Troubleshoot automatic dependency submission

Automatic dependency submission makes a best effort to cache package downloads between runs using the Cache action to speed up workflows. For self-hosted runners, you may want to manage this cache within your own infrastructure. To do this, you can disable the built-in caching by setting an environment variable of GH_DEPENDENCY_SUBMISSION_SKIP_CACHE to true. For more information, see Хранение сведений в переменных.

Manifest deduplication

Репозиторий может использовать несколько методов подачи зависимостей, что может привести к многократному сканированию одного и того же манифеста пакета, потенциально с разными выходами каждого скана. Граф зависимостей использует логику дедупликации для анализа выходных данных, приоритетизируя наиболее точные сведения для каждого файла манифеста.

Граф зависимостей отображает только один экземпляр каждого файла манифеста, используя следующие правила приоритета.

  1. Отправки пользователей имеют наивысший приоритет, так как они обычно создаются во время сборки артефактов, у них есть самая полная информация.
    • Если есть несколько моментальных снимков вручную из разных детекторов, они сортируются по алфавиту по коррелятору и первому используемому.
    • Если есть два коррелятора с одинаковым детектором, разрешенные зависимости объединяются. Дополнительные сведения о корреляторах и детекторах см. в разделе AUTOTITLE.
  2. Автоматическая отправка имеет второй приоритет, так как они также создаются во время сборки артефактов, но не отправляются пользователями.
  3. Результаты статического анализа используются, если другие данные недоступны.

Package ecosystem-specific information

Maven projects

For Maven projects, automatic dependency submission runs an open source fork of the Maven Dependency Tree Dependency Submission. The fork allows GitHub to stay in sync with the upstream repository plus maintain some changes that are only applicable to automatic submission. The fork's source is available at advanced-security/maven-dependency-submission-action.

If your repository's dependencies seem inaccurate, check that the timestamp of the last dependency graph build matches the last change to your pom.xml file. The timestamp is visible on the table of alerts in the repository's Dependabot alerts tab. Pushing a commit which updates pom.xml will trigger a new run of the Dependency Tree Submission action and force a rebuild of that repository's dependency graph.

Gradle projects

For Gradle projects, automatic dependency submission runs a fork of the open source Gradle actions from gradle/actions. The fork is available at actions/gradle-build-tools-actions. You can view the results of the autosubmission action under your repository's Actions tab. Each run will be labeled "Automatic Dependency Submission (Gradle)" and its output will contain the JSON payload which the action submitted to the API.

.NET projects

The .NET autosubmission action uses the open source component-detection project as the engine for its dependency detection.
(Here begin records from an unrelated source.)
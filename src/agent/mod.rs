//! Fraud investigation orchestrator
//!
//! Drives the Thought/Action/Observation loop: ask the model for the next
//! step, execute at most one tool, feed the observation back, repeat until a
//! final answer appears or the iteration cap is hit.

use crate::action::parse_action;
use crate::config::AgentConfig;
use crate::models::ChatMessage;
use crate::ollama::ModelClient;
use crate::tools::ToolRegistry;
use crate::Result;
use tracing::{debug, info, warn};

const FINAL_ANSWER_MARKER: &str = "Final Answer:";

/// Returned when the iteration cap is exhausted. A soft failure, not an
/// error: the caller decides what to do with an inconclusive investigation.
pub const MAX_ITERATIONS_MESSAGE: &str = "Maximum iterations reached without a final answer.";

/// Sent back when a response carries neither a final answer nor a usable
/// action. Protocol violations are recovered locally, never surfaced.
const CORRECTIVE_PROMPT: &str =
    "Please provide your next Thought and Action, or a Final Answer if you're done.";

/// One investigation driver. Independent instances may run concurrently;
/// each `run` call owns its conversation state exclusively.
pub struct Orchestrator {
    config: AgentConfig,
    model: Box<dyn ModelClient>,
    registry: ToolRegistry,
}

impl Orchestrator {
    pub fn new(config: AgentConfig, model: Box<dyn ModelClient>, registry: ToolRegistry) -> Self {
        Self {
            config,
            model,
            registry,
        }
    }

    /// Run the investigation loop on a free-text task.
    ///
    /// Returns the model's final answer, or [`MAX_ITERATIONS_MESSAGE`] when
    /// the cap runs out. Only a model-service fault is an `Err`.
    pub async fn run(&self, task: &str) -> Result<String> {
        let mut messages = vec![
            ChatMessage::system(self.system_prompt()),
            ChatMessage::user(task),
        ];

        info!(max_iterations = self.config.max_iterations, "Starting investigation");

        for iteration in 1..=self.config.max_iterations {
            debug!(iteration, "Requesting next model step");

            let response = self.model.chat(&messages).await?;

            // Last marker wins: the model sometimes restates the format
            // before concluding.
            if let Some(idx) = response.rfind(FINAL_ANSWER_MARKER) {
                let answer = response[idx + FINAL_ANSWER_MARKER.len()..].trim().to_string();
                info!(iteration, "Investigation concluded with a final answer");
                return Ok(answer);
            }

            let known_tools = self.registry.list();
            match parse_action(&response, &known_tools) {
                Some(invocation) => {
                    debug!(tool = %invocation.name, "Executing action");

                    let observation = self
                        .registry
                        .dispatch(&invocation.name, &invocation.arguments)
                        .await;

                    debug!(tool = %invocation.name, observation = %observation, "Tool observation");

                    messages.push(ChatMessage::assistant(response));
                    messages.push(ChatMessage::user(format!("Observation: {}", observation)));
                }
                None => {
                    warn!(iteration, "Response had no action or final answer, re-prompting");

                    messages.push(ChatMessage::assistant(response));
                    messages.push(ChatMessage::user(CORRECTIVE_PROMPT));
                }
            }
        }

        info!("Iteration cap exhausted without a final answer");
        Ok(MAX_ITERATIONS_MESSAGE.to_string())
    }

    /// System instructions: agent role, the tool catalog, and the exact
    /// Thought/Action/Observation grammar the model must follow.
    fn system_prompt(&self) -> String {
        format!(
            r#"You are a fraud detection AI agent. You analyze banking transactions and create alerts for suspicious activity.

You have access to these tools:
{catalog}

You must use the ReACT (Reasoning and Acting) format:

Thought: [your reasoning about what to do next]
Action: [tool_name(param1="value1", param2="value2")]
Observation: [result will be provided by the system]
... (repeat Thought/Action/Observation as needed)
Thought: I now have enough information to provide a final answer
Final Answer: [your conclusion]

IMPORTANT RULES:
1. Always start with "Thought:" to reason about the next step
2. Use "Action:" to call exactly ONE tool at a time
3. Wait for "Observation:" before proceeding (the system will provide this)
4. Use the EXACT tool names and parameter names shown above
5. When calling actions, use this exact format: tool_name(param1="value", param2="value")
6. Parameter values must be properly escaped strings
7. When you have a final answer, use "Final Answer:" to conclude

Example flow for analyzing a transaction:
Thought: I need to first parse the XML transaction to extract details
Action: parse_transaction(xml_string="<Document>...</Document>")
Observation: {{"debtor_iban": "GB29...", "amount": 15000, ...}}
Thought: Now I should check if the debtor client exists in our database
Action: get_client_by_iban(iban="GB29...")
Observation: {{"found": true, "client": {{"risk_score": 75, ...}}}}
Thought: I have the transaction and client data, let me calculate the risk score
Action: score_transaction(tx_json="{{...}}", client_json="{{...}}")
Observation: {{"score": 85, "classification": "fraud", ...}}
Thought: The score is 85 (fraud level), I should create an alert
Action: create_alert(tx_json="{{...}}", client_json="{{...}}", reason="High risk score of 85")
Observation: {{"alert_id": 123, ...}}
Thought: I have completed the analysis and created an alert
Final Answer: Transaction analyzed. Fraud score: 85. Alert #123 created.

Begin!"#,
            catalog = self.registry.catalog()
        )
    }
}
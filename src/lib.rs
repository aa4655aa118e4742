//! Fraud Sentinel
//!
//! A ReAct-style fraud investigation agent for payment transactions:
//! - Drives a Thought/Action/Observation loop against an Ollama chat model
//! - Exposes a fixed set of deterministic investigation tools
//! - Parses ISO 20022 pain.001 credit-transfer documents
//! - Scores transactions with a reproducible risk heuristic
//! - Records fraud alerts through a pluggable party store
//!
//! LOOP:
//! TASK → THOUGHT → ACTION → OBSERVATION → ... → FINAL ANSWER

pub mod action;
pub mod agent;
pub mod config;
pub mod error;
pub mod models;
pub mod ollama;
pub mod store;
pub mod tools;

pub use error::{AgentError, Result};

// Re-export common types
pub use config::AgentConfig;
pub use models::*;
//! Deterministic fraud risk scorer
//!
//! Pure function of a transaction summary and an optional client profile.
//! Thresholds and rule ordering are part of the contract: the same inputs
//! must always produce the same score, classification and reason list.

use crate::models::{Classification, ClientProfile, LookupResult, RiskAssessment, TransactionSummary};
use crate::tools::{require_arg, ArgMap, Tool};
use crate::Result;

/// Guards the mean-sum division against exact zero.
const EPSILON: f64 = 1e-9;

/// Score one transaction. Rules fire in a fixed order; their reason strings
/// are appended in that order.
pub fn score(tx: &TransactionSummary, client: Option<&ClientProfile>) -> RiskAssessment {
    let amount = tx.amount.unwrap_or(0.0);
    let mut reasons = Vec::new();
    let mut score = 0.0_f64;

    match client {
        Some(c) => {
            let mean_sum = c.mean_sum;

            let ratio = if mean_sum > 0.0 {
                amount / (mean_sum + EPSILON)
            } else if amount > 0.0 {
                f64::INFINITY
            } else {
                0.0
            };

            // Highest applicable band only
            if ratio >= 10.0 {
                score += 60.0;
                reasons.push(format!("amount is {:.1}x mean_sum (very large)", ratio));
            } else if ratio >= 4.0 {
                score += 35.0;
                reasons.push(format!("amount is {:.1}x mean_sum (large)", ratio));
            } else if ratio >= 2.0 {
                score += 15.0;
                reasons.push(format!("amount is {:.1}x mean_sum (moderate)", ratio));
            }

            score += (c.risk_score * 0.3).min(30.0);

            let status = c.account_status.to_lowercase();
            if matches!(status.as_str(), "suspended" | "blocked" | "closed") {
                score += 25.0;
                reasons.push(format!("account_status={}", c.account_status));
            }

            if amount >= 10_000.0 {
                score += 20.0;
                reasons.push("absolute amount >= 10k".to_string());
            }
        }
        None => {
            if amount >= 5_000.0 {
                score += 50.0;
                reasons.push("unknown client + amount >= 5k".to_string());
            } else if amount >= 1_000.0 {
                score += 20.0;
                reasons.push("unknown client + amount >= 1k".to_string());
            }
        }
    }

    let score = score.min(100.0);
    let classification = if score >= 70.0 {
        Classification::Fraud
    } else if score >= 35.0 {
        Classification::Suspicious
    } else {
        Classification::Ok
    };

    RiskAssessment {
        score,
        classification,
        reasons,
        amount,
    }
}

pub struct ScoreTransactionTool;

#[async_trait::async_trait]
impl Tool for ScoreTransactionTool {
    fn name(&self) -> &'static str {
        "score_transaction"
    }

    fn description(&self) -> &'static str {
        "Calculate a fraud risk score for a transaction based on amount, client history, and risk factors"
    }

    fn usage(&self) -> &'static str {
        r#"score_transaction:
  Description: Calculate a fraud risk score for a transaction based on amount, client history, and risk factors
  Parameters:
    - tx_json (str): JSON string from parse_transaction
    - client_json (str, optional): JSON string from get_client_by_iban
  Returns: JSON string with score (0-100), classification (ok/suspicious/fraud), and reasons
  Example: score_transaction(tx_json="{...}", client_json="{...}")
"#
    }

    async fn invoke(&self, args: &ArgMap) -> Result<String> {
        let tx_json = require_arg(args, "tx_json")?;
        let tx: TransactionSummary = serde_json::from_str(tx_json)?;

        let lookup: Option<LookupResult> = match args.get("client_json") {
            Some(raw) if !raw.is_empty() => Some(serde_json::from_str(raw)?),
            _ => None,
        };
        let client = lookup
            .as_ref()
            .filter(|l| l.found)
            .and_then(|l| l.client.as_ref());

        let assessment = score(&tx, client);
        Ok(serde_json::to_string(&assessment)?)
    }
}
It supports .NET 8.x, 9.x, and 10.x. .NET autosubmission runs if the repository's dependabot.yml defines nuget as a package-ecosystem or when there is a supported manifest file in the root directory of the repository. Supported manifest files include .sln, .csproj, packages.config, .vbproj, .vcxproj, and .fsproj.

Python projects

Python uses the open source component-detection project as its underlying graph generation engine. The autosubmission action for Python will only run if there is a requirements.txt file in the root directory of the repository. Python autosubmission does not currently support private packages; packages referenced in requirements.txt which are not publicly available will cause the autosubmission action to fail.

Примечание.

This action uses actions/setup-python to install Python. You must include a .python-version file in your repository to specify the Python version to be installed.